Your goal: Copy, exactly and without additions, every line in the records below from the one holding "Self::rename_if_present(claimed, &target).await" through the one holding "let mut file", both ends included.

[Records from a data source]
>>>>>

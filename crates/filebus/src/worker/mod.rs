//! Message readers and the coordinator running them
//!
//! This module provides:
//! - [`WorkersCoordinator`] - self-sizing set of reader tasks with a rotating primary reader
//! - [`TransportMessageReader`] - receive, dispatch, commit/abort for one message at a time
//! - [`Bottleneck`] - bound on concurrent non-primary reads
//! - [`IncreasingBackoff`] - idle/error waits of the primary reader
//!
//! # Architecture
//!
//! ```text
//! ┌─────────────────────────────────────────────────────────────┐
//! │                    WorkersCoordinator                        │
//! │   start budget (CAS)   primary slot (CAS)   live task map    │
//! │         │                                                    │
//! │         ▼                                                    │
//! │  ┌──────────┐ ┌──────────┐ ┌──────────┐                      │
//! │  │ reader 1 │ │ reader 2 │ │ reader N │   one per task       │
//! │  │ primary  │ │          │ │          │                      │
//! │  └────┬─────┘ └────┬─────┘ └────┬─────┘                      │
//! │       │ exempt     └─────┬──────┘                            │
//! │       │                  ▼                                   │
//! │       │        ┌──────────────────┐                          │
//! │       │        │    Bottleneck    │  max_read_parallelism-1  │
//! │       │        └────────┬─────────┘                          │
//! │       ▼                 ▼                                    │
//! │  ┌─────────────────────────────────────────────────────┐    │
//! │  │        Transport::receive ─► PipelineInvoker          │    │
//! │  └─────────────────────────────────────────────────────┘    │
//! └─────────────────────────────────────────────────────────────┘
//! ```
//!
//! # Example
//!
//! ```ignore
//! use filebus::prelude::*;
//!
//! let options = BusOptions::new("/var/spool/bus")
//!     .with_input_queue("orders")
//!     .with_number_of_workers(4);
//!
//! let transport = Arc::new(FileSystemTransport::from_options(&options)?);
//! let pipeline = Arc::new(HandlerPipeline::new(|ctx| async move {
//!     tracing::info!(label = %ctx.message.label(), "Handled");
//!     Ok(())
//! }));
//!
//! let coordinator = WorkersCoordinatorFactory::new(options).create(transport, pipeline)?;
//!
//! // Graceful shutdown
//! coordinator.stop().await?;
//! ```

mod backoff;
mod bottleneck;
mod coordinator;
mod pipeline;
mod reader;

pub use backoff::{BackoffConfig, BackoffStrategy, IncreasingBackoff};
pub use bottleneck::{Bottleneck, BottleneckPermit};
pub use coordinator::{
    CoordinatorError, WorkersCoordinator, WorkersCoordinatorConfig, WorkersCoordinatorFactory,
};
pub use pipeline::{HandlerPipeline, IncomingContext, PipelineInvoker};
pub use reader::{
    MessageReader, MessageReaderFactory, ReaderCoordinator, ReaderError, ReaderResult,
    TransportMessageReader, TransportReaderFactory,
};
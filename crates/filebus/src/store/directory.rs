//! Directory-backed record store
//!
//! Every queue is a directory; every record is a file whose name carries
//! its visibility class. Moving a record between classes is a rename, and a
//! successful rename into the claimed class is the only thing that makes a
//! consumer the exclusive owner of a record.

use std::io;
use std::path::{Path, PathBuf};

use async_trait::async_trait;
use dashmap::DashMap;
use parking_lot::Mutex;
use tracing::{debug, trace, warn};
use uuid::Uuid;

use super::record::{RecordName, Visibility, RECORD_EXTENSION};
use crate::config::{validate_queue_name, ConfigError};

/// Error type for store operations
#[derive(Debug, thiserror::Error)]
pub enum StoreError {
    /// Queue directory could not be created and does not exist
    #[error("could not initialize directory '{}' for queue named '{queue}': {source}", .path.display())]
    Initialization {
        queue: String,
        path: PathBuf,
        #[source]
        source: io::Error,
    },

    /// Invalid queue name
    #[error(transparent)]
    Configuration(#[from] ConfigError),

    /// File name is not a record name
    #[error("not a record file: {0}")]
    InvalidRecordName(String),

    /// Any other I/O failure
    #[error("i/o error on '{}': {source}", .path.display())]
    Io {
        path: PathBuf,
        #[source]
        source: io::Error,
    },
}

impl StoreError {
    fn io(path: &Path, source: io::Error) -> Self {
        Self::Io {
            path: path.to_path_buf(),
            source,
        }
    }
}

/// How a ready record is moved into the claimed class
#[derive(Debug, Clone, Copy, PartialEq, Eq, Default, serde::Serialize, serde::Deserialize)]
#[serde(rename_all = "snake_case")]
pub enum ClaimMode {
    /// Rename straight to the claimed name
    #[default]
    Direct,
    /// Rename to a globally unique scratch name first, then to the claimed name
    Unique,
}

/// Storage capability the file queue and transport are built on
///
/// The contract of [`ClaimableStore::try_claim`] is the whole correctness
/// story: at most one caller, in any process, gets `Some` for a given record.
#[async_trait]
pub trait ClaimableStore: Send + Sync {
    /// Make sure the queue exists and return its location (memoized)
    fn ensure_queue(&self, queue: &str) -> Result<PathBuf, StoreError>;

    /// Names of records of the given visibility, ascending, at most `limit`
    async fn list_candidates(
        &self,
        queue_dir: &Path,
        visibility: Visibility,
        limit: usize,
    ) -> Result<Vec<String>, StoreError>;

    /// Count records of the given visibility
    async fn count(&self, queue_dir: &Path, visibility: Visibility) -> Result<usize, StoreError>;

    /// Claim a record; `None` means another consumer got there first
    async fn try_claim(
        &self,
        queue_dir: &Path,
        file_name: &str,
    ) -> Result<Option<PathBuf>, StoreError>;

    /// Move a claimed record to the error class
    async fn release_to_error(&self, claimed: &Path) -> Result<Option<PathBuf>, StoreError>;

    /// Write a record under its claimed name, then rename it into visibility
    async fn publish(
        &self,
        queue_dir: &Path,
        name: &RecordName,
        bytes: &[u8],
    ) -> Result<PathBuf, StoreError>;

    /// Read a record's content
    async fn read(&self, path: &Path) -> Result<Vec<u8>, StoreError>;

    /// Delete a record; a record that is already gone is not an error
    async fn remove(&self, path: &Path) -> Result<(), StoreError>;
}

/// [`ClaimableStore`] over ordinary directories
pub struct FileRecordStore {
    base_directory: PathBuf,
    claim_mode: ClaimMode,
    initialized: DashMap<String, PathBuf>,
    init_lock: Mutex<()>,
}

impl FileRecordStore {
    /// Create a store rooted at `base_directory`
    pub fn new(base_directory: impl Into<PathBuf>) -> Self {
        Self {
            base_directory: base_directory.into(),
            claim_mode: ClaimMode::default(),
            initialized: DashMap::new(),
            init_lock: Mutex::new(()),
        }
    }

    /// Set the claim mode
    pub fn with_claim_mode(mut self, mode: ClaimMode) -> Self {
        self.claim_mode = mode;
        self
    }

    /// Base directory of all queues
    pub fn base_directory(&self) -> &Path {
        &self.base_directory
    }

    /// Directory a queue maps to (without creating it)
    pub fn directory_for_queue(&self, queue: &str) -> PathBuf {
        self.base_directory.join(queue)
    }

    fn renamed_path(path: &Path, visibility: Visibility) -> Result<PathBuf, StoreError> {
        let file_name = path
            .file_name()
            .and_then(|n| n.to_str())
            .ok_or_else(|| StoreError::InvalidRecordName(path.display().to_string()))?;
        let name = RecordName::parse(file_name)
            .ok_or_else(|| StoreError::InvalidRecordName(file_name.to_string()))?;
        Ok(path.with_file_name(name.with_visibility(visibility).to_string()))
    }

    /// Rename, mapping a vanished source to `None`
    async fn rename_if_present(from: &Path, to: &Path) -> Result<Option<PathBuf>, StoreError> {
        match tokio::fs::rename(from, to).await {
            Ok(()) => Ok(Some(to.to_path_buf())),
            Err(e) if e.kind() == io::ErrorKind::NotFound => {
                trace!(path = %from.display(), "Record already gone");
                Ok(None)
            }
            Err(e) => Err(StoreError::io(from, e)),
        }
    }
}

#[async_trait]
impl ClaimableStore for FileRecordStore {
    fn ensure_queue(&self, queue: &str) -> Result<PathBuf, StoreError> {
        if let Some(dir) = self.initialized.get(queue) {
            return Ok(dir.clone());
        }

        validate_queue_name(queue)?;

        let _guard = self.init_lock.lock();
        // double check, another caller may have finished while we waited
        if let Some(dir) = self.initialized.get(queue) {
            return Ok(dir.clone());
        }

        let dir = self.directory_for_queue(queue);
        if !dir.is_dir() {
            if let Err(e) = std::fs::create_dir_all(&dir) {
                // a concurrent creator (maybe another process) winning is fine
                if !dir.is_dir() {
                    return Err(StoreError::Initialization {
                        queue: queue.to_string(),
                        path: dir,
                        source: e,
                    });
                }
            } else {
                debug!(queue, path = %dir.display(), "Created queue directory");
            }
        }

        self.initialized.insert(queue.to_string(), dir.clone());
        Ok(dir)
    }

    async fn list_candidates(
        &self,
        queue_dir: &Path,
        visibility: Visibility,
        limit: usize,
    ) -> Result<Vec<String>, StoreError> {
        let prefix = visibility.prefix();
        let mut entries = tokio::fs::read_dir(queue_dir)
            .await
            .map_err(|e| StoreError::io(queue_dir, e))?;

        let mut names = Vec::new();
        while let Some(entry) = entries
            .next_entry()
            .await
            .map_err(|e| StoreError::io(queue_dir, e))?
        {
            if let Some(name) = entry.file_name().to_str() {
                if name.starts_with(prefix) && name.ends_with(RECORD_EXTENSION) {
                    names.push(name.to_string());
                }
            }
        }

        names.sort_unstable();
        names.truncate(limit);
        Ok(names)
    }

    async fn count(&self, queue_dir: &Path, visibility: Visibility) -> Result<usize, StoreError> {
        Ok(self
            .list_candidates(queue_dir, visibility, usize::MAX)
            .await?
            .len())
    }

    async fn try_claim(
        &self,
        queue_dir: &Path,
        file_name: &str,
    ) -> Result<Option<PathBuf>, StoreError> {
        let source = queue_dir.join(file_name);
        let claimed = Self::renamed_path(&source, Visibility::Claimed)?;

        match self.claim_mode {
            ClaimMode::Direct => Self::rename_if_present(&source, &claimed).await,
            ClaimMode::Unique => {
                let scratch = queue_dir.join(format!("u{}.claim", Uuid::now_v7().simple()));
                let Some(scratch) = Self::rename_if_present(&source, &scratch).await? else {
                    return Ok(None);
                };
                match tokio::fs::rename(&scratch, &claimed).await {
                    Ok(()) => Ok(Some(claimed)),
                    Err(e) => {
                        // put the record back so it stays claimable
                        if let Err(restore) = tokio::fs::rename(&scratch, &source).await {
                            warn!(
                                scratch = %scratch.display(),
                                record = %file_name,
                                error = %restore,
                                "Could not restore record after a failed claim"
                            );
                        }
                        Err(StoreError::io(&scratch, e))
                    }
                }
            }
        }
    }

    async fn release_to_error(&self, claimed: &Path) -> Result<Option<PathBuf>, StoreError> {
        let target = Self::renamed_path(claimed, Visibility::Error)?;
        Self::rename_if_present(claimed, &target).await
    }

    async fn publish(
        &self,
        queue_dir: &Path,
        name: &RecordName,
        bytes: &[u8],
    ) -> Result<PathBuf, StoreError> {
        use tokio::io::AsyncWriteExt;

        let staged = queue_dir.join(name.with_visibility(Visibility::Claimed).to_string());
        let target = queue_dir.join(name.to_string());

        let mut file = tokio::fs::OpenOptions::new()
            .write(true)
            .create_new(true)
            .open(&staged)
            .await
            .map_err(|e| StoreError::io(&staged, e))?;
        file.write_all(bytes)
            .await
            .map_err(|e| StoreError::io(&staged, e))?;
        file.flush().await.map_err(|e| StoreError::io(&staged, e))?;
        drop(file);

        tokio::fs::rename(&staged, &target)
            .await
            .map_err(|e| StoreError::io(&staged, e))?;
        Ok(target)
    }

    async fn read(&self, path: &Path) -> Result<Vec<u8>, StoreError> {
        tokio::fs::read(path)
            .await
            .map_err(|e| StoreError::io(path, e))
    }

    async fn remove(&self, path: &Path) -> Result<(), StoreError> {
        match tokio::fs::remove_file(path).await {
            Ok(()) => Ok(()),
            Err(e) if e.kind() == io::ErrorKind::NotFound => Ok(()),
            Err(e) => Err(StoreError::io(path, e)),
        }
    }
}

<<<<<

Answer box:
        Self::rename_if_present(claimed, &target).await
    }

    async fn publish(
        &self,
        queue_dir: &Path,
        name: &RecordName,
        bytes: &[u8],
    ) -> Result<PathBuf, StoreError> {
        use tokio::io::AsyncWriteExt;

        let staged = queue_dir.join(name.with_visibility(Visibility::Claimed).to_string());
        let target = queue_dir.join(name.to_string());

        let mut file = tokio::fs::OpenOptions::new()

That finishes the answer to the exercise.